_Material provided_:

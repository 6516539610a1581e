//! QR renderer boundary and the styled SVG renderer.
//!
//! Symbol encoding, error correction and module placement come from the
//! `qrcode` crate. [`StyledQrRenderer`] lays the module matrix out on the
//! fixed 1024 unit canvas and draws dots, eye frames, eye balls and the
//! optional logo according to [`RenderOptions`].

use qrcode::{EcLevel, QrCode};
use thiserror::Error;

use super::drawing::{Drawing, escape_xml};
use super::render::RenderOptions;
use super::session::DisplayTarget;
use crate::models::{Color, CornerDotType, CornerSquareType, DotType, ErrorCorrectionLevel};

/// Finder pattern edge in modules
const FINDER_SIZE: usize = 7;

#[derive(Error, Debug, Clone, PartialEq)]
pub enum RenderError {
    #[error("QR encoding failed: {0}")]
    Encode(String),

    #[error("{modules} modules do not fit a {canvas} unit canvas with margin {margin}")]
    CanvasTooSmall {
        modules: usize,
        canvas: u32,
        margin: u32,
    },
}

/// Construct-from-config, update-in-place and attach-to-target.
pub trait QrRenderer: Send {
    fn create(options: &RenderOptions) -> Result<Self, RenderError>
    where
        Self: Sized;

    fn update(&mut self, options: &RenderOptions) -> Result<(), RenderError>;

    /// Place a copy of the current drawing into `target`
    fn append(&self, target: &mut DisplayTarget);
}

/// Renders styled QR codes as SVG drawings
#[derive(Debug, Clone)]
pub struct StyledQrRenderer {
    options: RenderOptions,
    drawing: Drawing,
}

impl StyledQrRenderer {
    pub fn options(&self) -> &RenderOptions {
        &self.options
    }

    pub fn drawing(&self) -> &Drawing {
        &self.drawing
    }
}

impl QrRenderer for StyledQrRenderer {
    fn create(options: &RenderOptions) -> Result<Self, RenderError> {
        Ok(Self {
            drawing: draw(options)?,
            options: options.clone(),
        })
    }

    fn update(&mut self, options: &RenderOptions) -> Result<(), RenderError> {
        if *options == self.options {
            return Ok(());
        }
        self.drawing = draw(options)?;
        self.options = options.clone();
        Ok(())
    }

    fn append(&self, target: &mut DisplayTarget) {
        target.attach(self.drawing.clone());
    }
}

fn ec_level(level: ErrorCorrectionLevel) -> EcLevel {
    match level {
        ErrorCorrectionLevel::L => EcLevel::L,
        ErrorCorrectionLevel::M => EcLevel::M,
        ErrorCorrectionLevel::Q => EcLevel::Q,
        ErrorCorrectionLevel::H => EcLevel::H,
    }
}

/// Share of codewords each level can recover
fn recoverable_fraction(level: ErrorCorrectionLevel) -> f64 {
    match level {
        ErrorCorrectionLevel::L => 0.07,
        ErrorCorrectionLevel::M => 0.15,
        ErrorCorrectionLevel::Q => 0.25,
        ErrorCorrectionLevel::H => 0.30,
    }
}

/// Square block of modules set aside for the logo, as `(start, edge)`.
///
/// The block covers `image_size` of the symbol area, capped by what the
/// error-correction level can recover. It never reaches the finder
/// patterns or their separators, and its edge has the same parity as the
/// symbol so it is centred.
pub fn logo_block(
    modules: usize,
    image_size: f32,
    level: ErrorCorrectionLevel,
) -> Option<(usize, usize)> {
    let coverage = f64::from(image_size).min(recoverable_fraction(level));
    let wanted = (coverage * (modules * modules) as f64).sqrt().floor() as usize;
    let limit = modules.saturating_sub(2 * (FINDER_SIZE + 1));
    let mut edge = wanted.min(limit);
    if (modules - edge) % 2 != 0 {
        edge = edge.saturating_sub(1);
    }
    if edge == 0 {
        return None;
    }
    Some(((modules - edge) / 2, edge))
}

/// Grid geometry on the canvas
#[derive(Debug, Clone, Copy)]
struct Layout {
    modules: usize,
    cell: f64,
    origin: f64,
}

impl Layout {
    fn x(&self, column: usize) -> f64 {
        self.origin + column as f64 * self.cell
    }

    fn y(&self, row: usize) -> f64 {
        self.origin + row as f64 * self.cell
    }
}

fn draw(options: &RenderOptions) -> Result<Drawing, RenderError> {
    let code = QrCode::with_error_correction_level(
        options.data.as_bytes(),
        ec_level(options.qr_options.error_correction_level),
    )
    .map_err(|e| RenderError::Encode(e.to_string()))?;

    let modules = code.width();
    let canvas = options.width.min(options.height);
    let drawable = canvas.saturating_sub(2 * options.margin) as usize;
    let cell = drawable / modules;
    if cell == 0 {
        return Err(RenderError::CanvasTooSmall {
            modules,
            canvas,
            margin: options.margin,
        });
    }

    let layout = Layout {
        modules,
        cell: cell as f64,
        origin: ((canvas as usize - modules * cell) / 2) as f64,
    };

    let dark = code
        .to_colors()
        .into_iter()
        .map(|c| c == qrcode::Color::Dark)
        .collect::<Vec<_>>();
    let is_dark = |column: usize, row: usize| dark[row * modules + column];

    let level = options.qr_options.error_correction_level;
    let block = options
        .image
        .as_ref()
        .and_then(|_| logo_block(modules, options.image_options.image_size, level));
    let hidden = block.filter(|_| options.image_options.hide_background_dots);
    let in_logo = |column: usize, row: usize| {
        hidden.is_some_and(|(start, edge)| {
            (start..start + edge).contains(&column) && (start..start + edge).contains(&row)
        })
    };

    let frame_overlay = options.corners_square_options.is_some();
    let ball_overlay = options.corners_dot_options.is_some();

    let mut drawing = Drawing::new();
    drawing.set_attribute("width", options.width.to_string());
    drawing.set_attribute("height", options.height.to_string());
    drawing.set_attribute("viewBox", format!("0 0 {} {}", options.width, options.height));

    let background = options.background_options.color;
    if !background.is_transparent() {
        drawing.push(&format!(
            r#"<rect x="0" y="0" width="{}" height="{}" fill="{}"{}/>"#,
            options.width,
            options.height,
            background.to_hex(),
            opacity_attr("fill-opacity", background)
        ));
    }

    // Data modules
    let dots = &options.dots_options;
    let mut body = String::new();
    for row in 0..modules {
        for column in 0..modules {
            if !is_dark(column, row) || in_logo(column, row) {
                continue;
            }
            match finder_part(modules, column, row) {
                Some(FinderPart::Frame) if frame_overlay => continue,
                Some(FinderPart::Ball) if ball_overlay => continue,
                _ => {}
            }
            body.push_str(&dot_shape(dots.dot_type, layout.x(column), layout.y(row), layout.cell));
        }
    }
    push_group(&mut drawing, dots.color, &body);

    // Eye frames and balls
    for (column, row) in finder_origins(modules) {
        if let Some(frame) = &options.corners_square_options {
            let markup = frame_shape(frame.corner_type, frame.color, &layout, column, row, &is_dark);
            push_group(&mut drawing, frame.color, &markup);
        }
        if let Some(ball) = &options.corners_dot_options {
            let markup = ball_shape(ball.corner_type, &layout, column + 2, row + 2);
            push_group(&mut drawing, ball.color, &markup);
        }
    }

    if let (Some(href), Some((start, edge))) = (&options.image, block) {
        let inset = f64::from(options.image_options.margin);
        let size = edge as f64 * layout.cell - 2.0 * inset;
        if size > 0.0 {
            drawing.push(&format!(
                r#"<image x="{}" y="{}" width="{}" height="{}" preserveAspectRatio="xMidYMid meet" xlink:href="{}"/>"#,
                layout.x(start) + inset,
                layout.y(start) + inset,
                size,
                size,
                escape_xml(href)
            ));
        }
    }

    tracing::debug!(
        "Rendered {}x{} modules, cell {} units, logo block {:?}",
        layout.modules,
        layout.modules,
        layout.cell,
        hidden
    );

    Ok(drawing)
}

fn opacity_attr(name: &str, color: Color) -> String {
    if color.is_opaque() {
        String::new()
    } else {
        format!(r#" {}="{}""#, name, color.opacity())
    }
}

fn push_group(drawing: &mut Drawing, color: Color, body: &str) {
    if body.is_empty() {
        return;
    }
    drawing.push(&format!(
        r#"<g fill="{}"{}>{}</g>"#,
        color.to_hex(),
        opacity_attr("fill-opacity", color),
        body
    ));
}

#[derive(Debug, Clone, Copy, PartialEq, Eq)]
enum FinderPart {
    Frame,
    Ball,
}

fn finder_origins(modules: usize) -> [(usize, usize); 3] {
    let far = modules - FINDER_SIZE;
    [(0, 0), (far, 0), (0, far)]
}

fn finder_part(modules: usize, column: usize, row: usize) -> Option<FinderPart> {
    finder_origins(modules).into_iter().find_map(|(x0, y0)| {
        let inside = (x0..x0 + FINDER_SIZE).contains(&column) && (y0..y0 + FINDER_SIZE).contains(&row);
        if !inside {
            return None;
        }
        let (dx, dy) = (column - x0, row - y0);
        if (2..5).contains(&dx) && (2..5).contains(&dy) {
            Some(FinderPart::Ball)
        } else {
            Some(FinderPart::Frame)
        }
    })
}

fn dot_shape(dot_type: DotType, x: f64, y: f64, s: f64) -> String {
    match dot_type {
        DotType::Square => format!(r#"<rect x="{x}" y="{y}" width="{s}" height="{s}"/>"#),
        DotType::Dots => format!(
            r#"<circle cx="{}" cy="{}" r="{}"/>"#,
            x + s / 2.0,
            y + s / 2.0,
            s / 2.0
        ),
        DotType::Rounded => rounded_rect(x, y, s, s / 4.0),
        DotType::ExtraRounded => rounded_rect(x, y, s, s * 0.4),
        DotType::Classy => leaf(x, y, s, s * 0.35),
        DotType::ClassyRounded => leaf(x, y, s, s * 0.5),
    }
}

fn rounded_rect(x: f64, y: f64, s: f64, r: f64) -> String {
    format!(r#"<rect x="{x}" y="{y}" width="{s}" height="{s}" rx="{r}" ry="{r}"/>"#)
}

/// Square with the top-left and bottom-right corners rounded
fn leaf(x: f64, y: f64, s: f64, r: f64) -> String {
    format!(
        r#"<path d="M{},{} H{} V{} A{r},{r} 0 0 1 {},{} H{} V{} A{r},{r} 0 0 1 {},{} Z"/>"#,
        x + r,
        y,
        x + s,
        y + s - r,
        x + s - r,
        y + s,
        x,
        y + r,
        x + r,
        y
    )
}

fn frame_shape(
    corner_type: CornerSquareType,
    color: Color,
    layout: &Layout,
    column: usize,
    row: usize,
    is_dark: &impl Fn(usize, usize) -> bool,
) -> String {
    let s = layout.cell;
    let (x, y) = (layout.x(column), layout.y(row));
    let stroke = format!(
        r#"fill="none" stroke="{}"{} stroke-width="{s}""#,
        color.to_hex(),
        opacity_attr("stroke-opacity", color)
    );
    let ring = |rx: f64| {
        format!(
            r#"<rect x="{}" y="{}" width="{}" height="{}" rx="{rx}" ry="{rx}" {stroke}/>"#,
            x + s / 2.0,
            y + s / 2.0,
            6.0 * s,
            6.0 * s
        )
    };

    match corner_type {
        CornerSquareType::Square => ring(0.0),
        CornerSquareType::Rounded => ring(s),
        CornerSquareType::ExtraRounded => ring(2.5 * s),
        CornerSquareType::Dot => format!(
            r#"<circle cx="{}" cy="{}" r="{}" {stroke}/>"#,
            x + 3.5 * s,
            y + 3.5 * s,
            3.0 * s
        ),
        CornerSquareType::Dots | CornerSquareType::Classy | CornerSquareType::ClassyRounded => {
            let dot_type = match corner_type {
                CornerSquareType::Dots => DotType::Dots,
                CornerSquareType::Classy => DotType::Classy,
                _ => DotType::ClassyRounded,
            };
            let mut out = String::new();
            for dy in 0..FINDER_SIZE {
                for dx in 0..FINDER_SIZE {
                    let on_ring = dx == 0 || dy == 0 || dx == FINDER_SIZE - 1 || dy == FINDER_SIZE - 1;
                    if on_ring && is_dark(column + dx, row + dy) {
                        out.push_str(&dot_shape(
                            dot_type,
                            layout.x(column + dx),
                            layout.y(row + dy),
                            s,
                        ));
                    }
                }
            }
            out
        }
    }
}

fn ball_shape(corner_type: CornerDotType, layout: &Layout, column: usize, row: usize) -> String {
    let s = layout.cell;
    let (x, y) = (layout.x(column), layout.y(row));
    match corner_type {
        CornerDotType::Square => {
            format!(r#"<rect x="{x}" y="{y}" width="{}" height="{}"/>"#, 3.0 * s, 3.0 * s)
        }
        CornerDotType::Dot => format!(
            r#"<circle cx="{}" cy="{}" r="{}"/>"#,
            x + 1.5 * s,
            y + 1.5 * s,
            1.5 * s
        ),
    }
}
use camino::Utf8PathBuf;
use serde::{Deserialize, Serialize};
use std::time::Duration;

pub const DEFAULT_API_BASE_URL: &str = "http://localhost:5000";

/// Application settings from `makemyqrcode.yaml` and `MAKEMYQR_*` env vars
#[derive(Debug, Clone, PartialEq, Serialize, Deserialize)]
#[serde(default)]
pub struct AppSettings {
    /// Base URL of the registration service
    pub api_base_url: String,

    /// Directory downloads are written into
    pub output_dir: Utf8PathBuf,

    /// Pause between an accepted registration and the export it releases
    pub export_delay_ms: u64,

    /// How long the "copied" flag stays up after a clipboard copy
    pub copy_reset_ms: u64,

    /// Registration request timeout. None waits forever.
    pub request_timeout_secs: Option<u64>,

    /// Initial viewport width for choosing the display target
    pub viewport_width: u32,

    pub debug_mode: bool,
    pub log_dir: Utf8PathBuf,
}

impl Default for AppSettings {
    fn default() -> Self {
        Self {
            api_base_url: DEFAULT_API_BASE_URL.to_string(),
            output_dir: Utf8PathBuf::from("."),
            export_delay_ms: 100,
            copy_reset_ms: 2000,
            request_timeout_secs: None,
            viewport_width: 1280,
            debug_mode: false,
            log_dir: Utf8PathBuf::from("logs"),
        }
    }
}

impl AppSettings {
    pub fn export_delay(&self) -> Duration {
        Duration::from_millis(self.export_delay_ms)
    }

    pub fn copy_reset(&self) -> Duration {
        Duration::from_millis(self.copy_reset_ms)
    }

    pub fn request_timeout(&self) -> Option<Duration> {
        self.request_timeout_secs.map(Duration::from_secs)
    }
}
// Vector drawing produced by the renderer: the root <svg> element's
// attributes, in insertion order, plus its serialized children.

use indexmap::IndexMap;

pub const SVG_NS: &str = "http://www.w3.org/2000/svg";
pub const XLINK_NS: &str = "http://www.w3.org/1999/xlink";

#[derive(Debug, Clone, PartialEq, Eq)]
pub struct Drawing {
    attributes: IndexMap<String, String>,
    body: String,
}

impl Drawing {
    /// Empty `<svg>` with the SVG and XLink namespaces declared
    pub fn new() -> Self {
        let mut attributes = IndexMap::new();
        attributes.insert("xmlns".to_string(), SVG_NS.to_string());
        attributes.insert("xmlns:xlink".to_string(), XLINK_NS.to_string());
        Self {
            attributes,
            body: String::new(),
        }
    }

    /// Set a root attribute, replacing an existing value in place
    pub fn set_attribute(&mut self, name: impl Into<String>, value: impl Into<String>) {
        self.attributes.insert(name.into(), value.into());
    }

    pub fn attribute(&self, name: &str) -> Option<&str> {
        self.attributes.get(name).map(String::as_str)
    }

    pub fn body(&self) -> &str {
        &self.body
    }

    /// Append already-serialized child markup
    pub fn push(&mut self, markup: &str) {
        self.body.push_str(markup);
    }

    pub fn serialize(&self) -> String {
        let mut out = String::with_capacity(self.body.len() + 256);
        out.push_str("<svg");
        for (name, value) in &self.attributes {
            out.push(' ');
            out.push_str(name);
            out.push_str("=\"");
            out.push_str(&escape_xml(value));
            out.push('"');
        }
        out.push('>');
        out.push_str(&self.body);
        out.push_str("</svg>");
        out
    }
}

impl Default for Drawing {
    fn default() -> Self {
        Self::new()
    }
}

/// Escape text for use inside a double-quoted XML attribute
pub fn escape_xml(value: &str) -> String {
    let mut out = String::with_capacity(value.len());
    for ch in value.chars() {
        match ch {
            '&' => out.push_str("&amp;"),
            '<' => out.push_str("&lt;"),
            '>' => out.push_str("&gt;"),
            '"' => out.push_str("&quot;"),
            '\'' => out.push_str("&apos;"),
            _ => out.push(ch),
        }
    }
    out
}
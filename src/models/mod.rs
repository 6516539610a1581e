//! Data models for the QR designer.
//!
//! - [`QrConfig`]: everything the user can customise (URL, colours, shapes, logo)
//! - [`catalog`]: static colour presets, logo icons and shape catalogs
//! - [`DownloadGate`]: the registration form that guards downloads
//! - [`AppState`]: the session state held by [`StateManager`](crate::state::StateManager)
//! - [`AppSettings`]: settings loaded by [`ConfigManager`](crate::config::ConfigManager)

pub mod app_state;
pub mod catalog;
pub mod download;
pub mod qr_config;
pub mod settings;

pub use app_state::{AppState, DESKTOP_BREAKPOINT, ViewportKind};
pub use catalog::{ColorPreset, LogoPreset, PresetStyle, ShapeOption, SvgTemplate};
pub use download::{
    DownloadGate, ExportFormat, GatePhase, GateRejection, Registration, RegistrationForm,
};
pub use qr_config::{
    Color, ColorParseError, CornerDotType, CornerSquareType, DotType, ErrorCorrectionLevel,
    LogoSource, ParseOptionError, QrConfig, QrShape, UploadedImage,
};
pub use settings::AppSettings;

_Problem details_:
Once you reach the line containing "fn ec_level(level: ErrorCorrectionLevel)", include it and stop; until then, reproduce each line of the listing from its start exactly.

_Solution for this exercise_:
repository 6516539610a1581e
//! QR renderer boundary and the styled SVG renderer.
//!
//! Symbol encoding, error correction and module placement come from the
//! `qrcode` crate. [`StyledQrRenderer`] lays the module matrix out on the
//! fixed 1024 unit canvas and draws dots, eye frames, eye balls and the
//! optional logo according to [`RenderOptions`].

use qrcode::{EcLevel, QrCode};
use thiserror::Error;

use super::drawing::{Drawing, escape_xml};
use super::render::RenderOptions;
use super::session::DisplayTarget;
use crate::models::{Color, CornerDotType, CornerSquareType, DotType, ErrorCorrectionLevel};

/// Finder pattern edge in modules
const FINDER_SIZE: usize = 7;

#[derive(Error, Debug, Clone, PartialEq)]
pub enum RenderError {
    #[error("QR encoding failed: {0}")]
    Encode(String),

    #[error("{modules} modules do not fit a {canvas} unit canvas with margin {margin}")]
    CanvasTooSmall {
        modules: usize,
        canvas: u32,
        margin: u32,
    },
}

/// Construct-from-config, update-in-place and attach-to-target.
pub trait QrRenderer: Send {
    fn create(options: &RenderOptions) -> Result<Self, RenderError>
    where
        Self: Sized;

    fn update(&mut self, options: &RenderOptions) -> Result<(), RenderError>;

    /// Place a copy of the current drawing into `target`
    fn append(&self, target: &mut DisplayTarget);
}

/// Renders styled QR codes as SVG drawings
#[derive(Debug, Clone)]
pub struct StyledQrRenderer {
    options: RenderOptions,
    drawing: Drawing,
}

impl StyledQrRenderer {
    pub fn options(&self) -> &RenderOptions {
        &self.options
    }

    pub fn drawing(&self) -> &Drawing {
        &self.drawing
    }
}

impl QrRenderer for StyledQrRenderer {
    fn create(options: &RenderOptions) -> Result<Self, RenderError> {
        Ok(Self {
            drawing: draw(options)?,
            options: options.clone(),
        })
    }

    fn update(&mut self, options: &RenderOptions) -> Result<(), RenderError> {
        if *options == self.options {
            return Ok(());
        }
        self.drawing = draw(options)?;
        self.options = options.clone();
        Ok(())
    }

    fn append(&self, target: &mut DisplayTarget) {
        target.attach(self.drawing.clone());
    }
}

fn ec_level(level: ErrorCorrectionLevel) -> EcLevel {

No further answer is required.